Gem. § 89 b IV Satz 2 HGB ist der Anspruch innerhalb der jetzt auf 12 Monate festgesetzten Ausschlussfrist, deren Einhaltung im Prozess von Amts wegen zu berücksichtigen ist, geltend zu machen, auch wenn ihre Versäumung vom Unternehmer nicht gerügt wird. Deshalb empfiehlt sich die Schriftform. Die Geltendmachung kann auch schon vor der Vertragsbeendigung erfolgen; sie kann dann entfallen, wenn der Unternehmer die Ausgleichsberechtigung z. B. schon im Kündigungsschreiben dem Grunde nach anerkannt hat. Einer Bezifferung des Ausgleichsanspruchs bei der Geltendmachung bedarf es nicht.
Unabhängig vom Ausgleichsanspruch nach § 89 b HGB steht dem Handelsvertreter unter Umständen auch ein Anspruch auf sog. Überhangprovisionen gem. § 87 III HGB zu. Hierbei handelt es sich um solche Provisionen, die dem ausgeschiedenen Handelsvertreter aus solchen Geschäften zustehen, die bis zur Vertragsbeendigung provisionspflichtig abgeschlossen wurden.
§ 87 III HGB stellt eine Sonderregelung dar, deren Zweck darin liegt, den Handelsvertreter vor finanziellen Nachteilen zu schützen sowie die Vertragsverhältnisse schnell abzuwickeln.
§ 87 I Nr. 1 HGB knüpft den Anspruch auf Provision an den Abschluss von Geschäften während des Vertragsverhältnisses. Ohne Bedeutung ist nach dieser Vorschrift, ob das vermittelte Geschäft noch während oder erst nach der Beendigung des Vertragsverhältnisses ausgeführt wird. Die Bestimmung begründet daher einen Provisionsanspruch auch für solche Geschäfte, die vor Beendigung des Vertragsverhältnisses abgeschlossen, aber erst danach ausgeführt worden sind.
Es gibt drei Konstellationen, in denen ein nachvertraglicher Provisionsanspruch entstehen kann: Der Handelsvertreter muss ein Geschäft vermittelt oder es so eingeleitet und vorbereitet haben, dass der Geschäftsabschluss überwiegend auf seine Tätigkeit zurückzuführen ist, § 87 III S. 1 Nr. 1 HGB. Es wird also ein persönliches Tätigwerden und Mitverursachen des Handelsvertreters vorausgesetzt.

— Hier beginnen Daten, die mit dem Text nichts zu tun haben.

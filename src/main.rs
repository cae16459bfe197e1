//! tinyforge CLI entry point that dispatches to subcommands.

use clap::Parser;
use console::style;
use std::process::ExitCode;
use tinyforge::cli::{Cli, Commands, LogFormat};
use tinyforge::config::ConfigManager;
use tinyforge::error::ForgeResult;
use tinyforge::ui;
use tracing::debug;
use tracing_subscriber::EnvFilter;

#[tokio::main]
async fn main() -> ExitCode {
    match run().await {
        Ok(()) => ExitCode::SUCCESS,
        Err(e) => {
            eprintln!("{} {}", style("Error:").red().bold(), e);
            if let Some(hint) = e.hint() {
                eprintln!("{} {}", style("Hint:").yellow(), hint);
            }
            ExitCode::FAILURE
        }
    }
}

async fn run() -> ForgeResult<()> {
    let cli = Cli::parse();

    let config_manager = match cli.config {
        Some(ref path) => ConfigManager::with_path(path.clone()),
        None => ConfigManager::new(),
    };
    let config = config_manager.load().await?;

    // 0 = warn (spinners only), 1 = info, 2+ = debug
    let filter = match cli.verbose {
        0 => EnvFilter::new("tinyforge=warn"),
        1 => EnvFilter::new("tinyforge=info"),
        _ => EnvFilter::new("tinyforge=debug"),
    };
    let json_logs = match cli.log_format {
        Some(format) => format == LogFormat::Json,
        None => config.general.log_format == "json",
    };

    if json_logs {
        tracing_subscriber::fmt()
            .with_env_filter(filter)
            .json()
            .with_writer(std::io::stderr)
            .init();
    } else {
        tracing_subscriber::fmt()
            .with_env_filter(filter)
            .with_target(false)
            .without_time()
            .with_writer(std::io::stderr)
            .init();
    }

    ui::init_theme();
    debug!("Using config {}", config_manager.path().display());

    match cli.command {
        Commands::Run(args) => tinyforge::cli::commands::run(args, &config).await,
        Commands::Namespaces(args) => tinyforge::cli::commands::namespaces(args, &config).await,
        Commands::Reorder(args) => tinyforge::cli::commands::reorder(args).await,
        Commands::Merge(args) => tinyforge::cli::commands::merge(args).await,
        Commands::Cache(args) => tinyforge::cli::commands::cache(args, &config).await,
        Commands::Config(args) => {
            tinyforge::cli::commands::config(args, &config, &config_manager).await
        }
    }
}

Außerdem hat der Geschäftsabschluss innerhalb einer angemessenen Frist nach Beendigung des Vertragsverhältnisses zwischen Unternehmer und Handelsvertreter zu erfolgen. Ein äußerst relevanter Anspruch auf Provision ergibt sich aus § 87 III S. 1 Nr. 2 HGB, welcher verhindern soll, dass ein Unternehmer seine Provisionspflicht umgehen kann. Es gibt jedoch auch die Möglichkeit einen Provisionsanspruch mit dem Nachfolger zu teilen, wenn dies der Billigkeit entspricht.
Es bleibt zu beachten, dass, der nachvertragliche Provisionsanspruch durch entsprechende Provisionsausschlussklauseln ausgeschlossen oder begrenzt werden kann. Allerdings lässt die Rechtsprechung den Ausschluss des nachvertraglichen Provisionsanspruchs durch (vorformulierte) Vertragsklauseln nur in bestimmten Fällen zu (vgl. BGH, Urt. v. 21.10.2009, Az.: VIII ZR 286/07).